Work instructions:
In the data that follows, find the line with "let id = orch"; transcribe it, every later line up to the one with "async fn test_sqlite_runtime_recovers_queued_jobs()", and that line as well, exactly and with no others.

┌─ Record excerpts

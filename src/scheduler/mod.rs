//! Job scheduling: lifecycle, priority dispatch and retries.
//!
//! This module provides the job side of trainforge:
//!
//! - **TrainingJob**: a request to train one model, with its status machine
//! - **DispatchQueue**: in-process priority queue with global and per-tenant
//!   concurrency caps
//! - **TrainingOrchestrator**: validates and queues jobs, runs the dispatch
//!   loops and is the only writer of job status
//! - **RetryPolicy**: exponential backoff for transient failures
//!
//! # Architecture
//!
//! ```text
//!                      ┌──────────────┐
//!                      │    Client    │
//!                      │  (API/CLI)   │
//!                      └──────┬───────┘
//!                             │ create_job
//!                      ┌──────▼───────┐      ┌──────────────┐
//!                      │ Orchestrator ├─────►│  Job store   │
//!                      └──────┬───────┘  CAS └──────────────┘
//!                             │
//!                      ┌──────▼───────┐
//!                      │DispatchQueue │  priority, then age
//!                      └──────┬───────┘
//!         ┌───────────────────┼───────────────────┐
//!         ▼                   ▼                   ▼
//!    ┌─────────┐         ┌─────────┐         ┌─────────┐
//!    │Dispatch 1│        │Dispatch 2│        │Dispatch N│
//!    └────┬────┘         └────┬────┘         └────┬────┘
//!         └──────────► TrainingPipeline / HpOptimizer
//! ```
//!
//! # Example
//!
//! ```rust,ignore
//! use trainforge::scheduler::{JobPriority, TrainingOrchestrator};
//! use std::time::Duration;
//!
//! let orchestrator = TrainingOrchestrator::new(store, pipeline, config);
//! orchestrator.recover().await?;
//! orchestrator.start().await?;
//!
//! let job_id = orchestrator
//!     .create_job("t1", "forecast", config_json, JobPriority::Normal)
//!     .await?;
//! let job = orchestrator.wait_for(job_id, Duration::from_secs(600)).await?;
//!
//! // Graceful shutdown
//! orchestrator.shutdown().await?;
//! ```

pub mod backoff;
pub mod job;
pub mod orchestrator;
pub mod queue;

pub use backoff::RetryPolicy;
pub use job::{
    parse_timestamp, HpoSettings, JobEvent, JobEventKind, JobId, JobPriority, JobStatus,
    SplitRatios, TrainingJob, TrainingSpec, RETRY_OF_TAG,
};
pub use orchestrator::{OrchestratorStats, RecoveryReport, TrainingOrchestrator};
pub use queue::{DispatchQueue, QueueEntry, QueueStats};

└─
┌─ Record excerpts

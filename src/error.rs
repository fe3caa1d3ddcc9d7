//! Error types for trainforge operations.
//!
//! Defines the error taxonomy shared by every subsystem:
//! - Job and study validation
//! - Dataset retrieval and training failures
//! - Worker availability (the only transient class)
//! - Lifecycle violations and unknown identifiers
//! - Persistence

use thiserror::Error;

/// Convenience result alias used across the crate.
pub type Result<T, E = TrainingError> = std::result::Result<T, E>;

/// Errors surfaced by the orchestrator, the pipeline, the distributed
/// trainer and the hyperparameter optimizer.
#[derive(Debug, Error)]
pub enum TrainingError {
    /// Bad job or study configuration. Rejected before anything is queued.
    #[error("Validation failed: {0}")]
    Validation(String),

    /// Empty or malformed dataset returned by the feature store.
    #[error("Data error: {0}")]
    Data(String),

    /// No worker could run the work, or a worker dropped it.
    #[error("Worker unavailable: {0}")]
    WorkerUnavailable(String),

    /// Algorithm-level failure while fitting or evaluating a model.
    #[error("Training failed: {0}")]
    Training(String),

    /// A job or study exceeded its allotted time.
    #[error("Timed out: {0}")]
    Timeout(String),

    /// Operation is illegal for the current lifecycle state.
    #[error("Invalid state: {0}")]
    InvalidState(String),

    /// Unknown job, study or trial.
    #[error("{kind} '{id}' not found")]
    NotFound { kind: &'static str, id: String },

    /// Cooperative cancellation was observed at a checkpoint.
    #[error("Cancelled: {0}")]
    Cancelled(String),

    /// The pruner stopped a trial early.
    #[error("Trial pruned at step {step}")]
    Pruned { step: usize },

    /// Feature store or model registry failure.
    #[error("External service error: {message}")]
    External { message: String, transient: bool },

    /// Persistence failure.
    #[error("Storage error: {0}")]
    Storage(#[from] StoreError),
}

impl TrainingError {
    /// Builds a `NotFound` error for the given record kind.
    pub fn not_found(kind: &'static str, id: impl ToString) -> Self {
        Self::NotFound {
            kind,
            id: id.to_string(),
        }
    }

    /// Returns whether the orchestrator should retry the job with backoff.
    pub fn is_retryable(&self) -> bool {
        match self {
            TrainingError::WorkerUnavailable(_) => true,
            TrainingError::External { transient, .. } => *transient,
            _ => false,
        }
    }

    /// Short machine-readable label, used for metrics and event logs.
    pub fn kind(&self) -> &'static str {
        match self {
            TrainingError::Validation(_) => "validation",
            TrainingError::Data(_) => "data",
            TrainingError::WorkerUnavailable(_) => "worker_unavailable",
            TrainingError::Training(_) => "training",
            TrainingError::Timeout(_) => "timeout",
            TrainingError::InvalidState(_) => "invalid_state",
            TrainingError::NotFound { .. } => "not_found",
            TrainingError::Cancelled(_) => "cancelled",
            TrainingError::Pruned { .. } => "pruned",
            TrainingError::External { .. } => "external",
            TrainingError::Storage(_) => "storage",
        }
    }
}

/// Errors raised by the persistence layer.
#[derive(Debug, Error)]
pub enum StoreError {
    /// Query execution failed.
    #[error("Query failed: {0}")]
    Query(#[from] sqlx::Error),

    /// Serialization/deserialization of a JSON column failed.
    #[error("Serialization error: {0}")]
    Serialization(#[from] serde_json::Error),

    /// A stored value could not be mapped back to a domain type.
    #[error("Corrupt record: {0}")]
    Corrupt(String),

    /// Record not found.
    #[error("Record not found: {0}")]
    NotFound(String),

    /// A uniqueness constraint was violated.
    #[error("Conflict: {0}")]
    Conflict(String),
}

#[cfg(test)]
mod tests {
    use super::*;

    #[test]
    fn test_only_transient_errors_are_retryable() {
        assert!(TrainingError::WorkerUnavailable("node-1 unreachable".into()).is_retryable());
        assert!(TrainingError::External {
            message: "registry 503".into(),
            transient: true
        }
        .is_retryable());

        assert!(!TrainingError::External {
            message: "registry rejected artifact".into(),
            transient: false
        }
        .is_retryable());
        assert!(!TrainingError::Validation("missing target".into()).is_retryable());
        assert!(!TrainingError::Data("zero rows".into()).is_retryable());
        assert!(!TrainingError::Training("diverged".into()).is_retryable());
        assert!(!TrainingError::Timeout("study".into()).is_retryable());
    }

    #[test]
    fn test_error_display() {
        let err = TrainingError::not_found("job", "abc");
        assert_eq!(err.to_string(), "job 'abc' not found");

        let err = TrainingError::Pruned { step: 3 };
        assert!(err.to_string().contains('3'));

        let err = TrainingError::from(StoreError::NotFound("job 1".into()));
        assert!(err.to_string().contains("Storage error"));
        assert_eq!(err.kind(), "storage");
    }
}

└─
┌─ Record excerpts

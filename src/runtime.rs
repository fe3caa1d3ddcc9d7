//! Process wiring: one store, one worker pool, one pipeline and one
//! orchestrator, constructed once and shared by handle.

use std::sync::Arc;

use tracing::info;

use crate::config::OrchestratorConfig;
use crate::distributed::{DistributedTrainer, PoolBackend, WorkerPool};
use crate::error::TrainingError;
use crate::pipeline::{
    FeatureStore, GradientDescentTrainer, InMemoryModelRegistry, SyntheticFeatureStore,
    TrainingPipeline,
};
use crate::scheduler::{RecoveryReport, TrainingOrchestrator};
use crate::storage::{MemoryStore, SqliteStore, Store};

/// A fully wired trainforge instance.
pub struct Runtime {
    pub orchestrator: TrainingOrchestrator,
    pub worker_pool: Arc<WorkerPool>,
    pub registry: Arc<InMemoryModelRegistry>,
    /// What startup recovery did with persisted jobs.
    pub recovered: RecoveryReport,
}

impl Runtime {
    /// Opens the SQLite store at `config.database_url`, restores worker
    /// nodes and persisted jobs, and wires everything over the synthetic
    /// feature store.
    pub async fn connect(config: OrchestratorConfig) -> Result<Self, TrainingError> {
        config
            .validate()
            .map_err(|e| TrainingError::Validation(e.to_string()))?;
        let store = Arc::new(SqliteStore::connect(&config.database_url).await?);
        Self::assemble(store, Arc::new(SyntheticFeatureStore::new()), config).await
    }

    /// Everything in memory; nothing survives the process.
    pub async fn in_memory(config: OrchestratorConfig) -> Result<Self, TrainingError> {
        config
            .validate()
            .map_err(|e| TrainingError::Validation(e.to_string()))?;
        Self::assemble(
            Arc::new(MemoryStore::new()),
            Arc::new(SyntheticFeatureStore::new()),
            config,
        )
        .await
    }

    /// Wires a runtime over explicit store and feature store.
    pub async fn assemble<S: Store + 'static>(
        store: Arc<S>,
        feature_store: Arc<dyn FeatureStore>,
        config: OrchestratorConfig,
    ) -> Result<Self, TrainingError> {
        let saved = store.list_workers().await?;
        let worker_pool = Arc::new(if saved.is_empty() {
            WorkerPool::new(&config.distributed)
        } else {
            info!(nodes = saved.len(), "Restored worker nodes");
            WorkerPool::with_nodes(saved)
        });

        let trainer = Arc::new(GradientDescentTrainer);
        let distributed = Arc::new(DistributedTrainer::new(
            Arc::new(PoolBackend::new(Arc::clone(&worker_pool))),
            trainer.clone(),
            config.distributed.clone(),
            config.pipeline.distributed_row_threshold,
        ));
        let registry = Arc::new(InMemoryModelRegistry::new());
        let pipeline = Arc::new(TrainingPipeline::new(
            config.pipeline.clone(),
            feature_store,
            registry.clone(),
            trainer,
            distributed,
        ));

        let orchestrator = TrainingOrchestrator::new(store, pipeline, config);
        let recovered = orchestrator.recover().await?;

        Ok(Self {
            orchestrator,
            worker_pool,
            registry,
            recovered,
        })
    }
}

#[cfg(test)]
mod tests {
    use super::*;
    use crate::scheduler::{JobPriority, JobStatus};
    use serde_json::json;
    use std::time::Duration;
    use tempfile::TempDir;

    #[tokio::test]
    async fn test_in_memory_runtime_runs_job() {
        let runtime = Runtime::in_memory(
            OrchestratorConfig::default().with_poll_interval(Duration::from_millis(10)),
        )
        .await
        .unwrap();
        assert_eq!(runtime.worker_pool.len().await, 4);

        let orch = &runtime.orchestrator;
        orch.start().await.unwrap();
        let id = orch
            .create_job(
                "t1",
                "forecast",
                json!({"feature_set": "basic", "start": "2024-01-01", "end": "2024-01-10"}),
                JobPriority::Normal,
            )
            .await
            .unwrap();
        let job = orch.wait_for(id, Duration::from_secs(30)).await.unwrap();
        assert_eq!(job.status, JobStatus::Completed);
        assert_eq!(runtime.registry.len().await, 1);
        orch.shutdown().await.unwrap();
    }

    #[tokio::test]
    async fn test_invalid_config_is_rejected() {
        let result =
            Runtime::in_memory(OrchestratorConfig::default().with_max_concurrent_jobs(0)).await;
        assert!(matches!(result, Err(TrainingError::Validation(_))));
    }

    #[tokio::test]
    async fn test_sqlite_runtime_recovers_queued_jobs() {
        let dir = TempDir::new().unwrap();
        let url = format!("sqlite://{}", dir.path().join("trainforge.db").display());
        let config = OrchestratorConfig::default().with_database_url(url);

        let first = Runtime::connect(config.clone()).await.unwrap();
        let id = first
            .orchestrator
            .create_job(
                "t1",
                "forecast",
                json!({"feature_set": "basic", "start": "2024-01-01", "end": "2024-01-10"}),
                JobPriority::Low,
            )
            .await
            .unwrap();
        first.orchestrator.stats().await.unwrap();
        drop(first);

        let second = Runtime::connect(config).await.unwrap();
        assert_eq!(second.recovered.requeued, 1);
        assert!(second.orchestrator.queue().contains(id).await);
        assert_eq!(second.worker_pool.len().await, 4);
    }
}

└─

Written answer:
        let id = orch
            .create_job(
                "t1",
                "forecast",
                json!({"feature_set": "basic", "start": "2024-01-01", "end": "2024-01-10"}),
                JobPriority::Normal,
            )
            .await
            .unwrap();
        let job = orch.wait_for(id, Duration::from_secs(30)).await.unwrap();
        assert_eq!(job.status, JobStatus::Completed);
        assert_eq!(runtime.registry.len().await, 1);
        orch.shutdown().await.unwrap();
    }

    #[tokio::test]
    async fn test_invalid_config_is_rejected() {
        let result =
            Runtime::in_memory(OrchestratorConfig::default().with_max_concurrent_jobs(0)).await;
        assert!(matches!(result, Err(TrainingError::Validation(_))));
    }

    #[tokio::test]
    async fn test_sqlite_runtime_recovers_queued_jobs() {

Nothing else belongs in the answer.